Title: |
Treatment Strategies for Abused Children: From Victim to Survivor |
Authors: |
Cheryl L. Karp and Traci L. Butler |
Publisher: |
Sage Publications, Inc., ©1996 |
Sage
Publications, Inc.
2455 Teller Rd.
Thousand Oaks, CA 91320
(805) 499-0721
$24.95 (Paperback kit includes both book and activity workbook)
Treatment given to children who have been physically or sexually abused is
dominated by a psychoanalytic, feeling-expressive and insight-oriented model.
This 236-page book and the accompanying activity workbook presents a simple,
concise, well-organized, and easily followed road map for doing this kind of
therapy. The authors are explicit in stating this therapeutic approach is
intended only for children where there is no question that abuse has occurred and where there has been a reliable determination
that abuse has happened.
According to the authors, abuse-focused psychotherapy for a child has the
following aim: "The child's work is to gain the courage to go back to
frightening thoughts and images of the trauma and explore them in a safer
environment where there is a sense of control.

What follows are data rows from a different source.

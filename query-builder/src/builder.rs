//! The fluent builder surface.
//!
//! Every mutating method appends one or more operations to the log and
//! returns `&mut Self` for chaining. The builder never talks to a backend;
//! compilation and execution belong to a connector.

use crate::ops::{
    Aggregate, Boolean, CaseBranch, Condition, DatePart, FilterOp, GroupOp, GroupSpec, JoinKind,
    LookupOp, Operation, OperationKind, ProjectOp, ProjectionMutator, SelectValue, SortOp,
    SortOrder, Stage,
};
use crate::scope::{DisabledScopes, GlobalScope, ScopeCallback, ScopeTiming};
use indexmap::IndexMap;
use serde_json::Value;
use std::sync::Arc;

/// A backend-agnostic query under construction.
///
/// Cloning deep-copies the operation log and the scope state; scope
/// callbacks are shared `Arc`s, so a clone reapplies the same closures
/// against itself independently of the original.
#[derive(Clone)]
pub struct QueryBuilder {
    table: String,
    operations: Vec<Operation>,
    global_scopes: IndexMap<String, GlobalScope>,
    local_scopes: IndexMap<String, ScopeCallback>,
    disabled_scopes: DisabledScopes,
    scopes_applied: bool,
}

The child must then gain
the skills necessary to cope with what may be seen as a frightening world in
which to grow up as a healthier adult" (pp. xxii-xxiii). This is to
be accomplished by expressing feelings, and the chapters of both the book and the activity book tell what the feelings are and how to elicit them.
There is no information given about any outcomes or the effect of abuse-focused psychotherapy. There is no effort to relate any
of the concepts and suggested techniques to empirical, quantified research. There are no data supplied about the efficacy of this therapy with children. Before making a choice to follow this model and vend abuse-focused psychotherapy to abused children,
it would be advisable to review the research literature on child
therapy. Weisz and Weiss (1993) conclude that the evidence
suggests psychoanalytic, feeling-expressive, and insight-oriented
therapy is not helpful and sometimes may be harmful for children.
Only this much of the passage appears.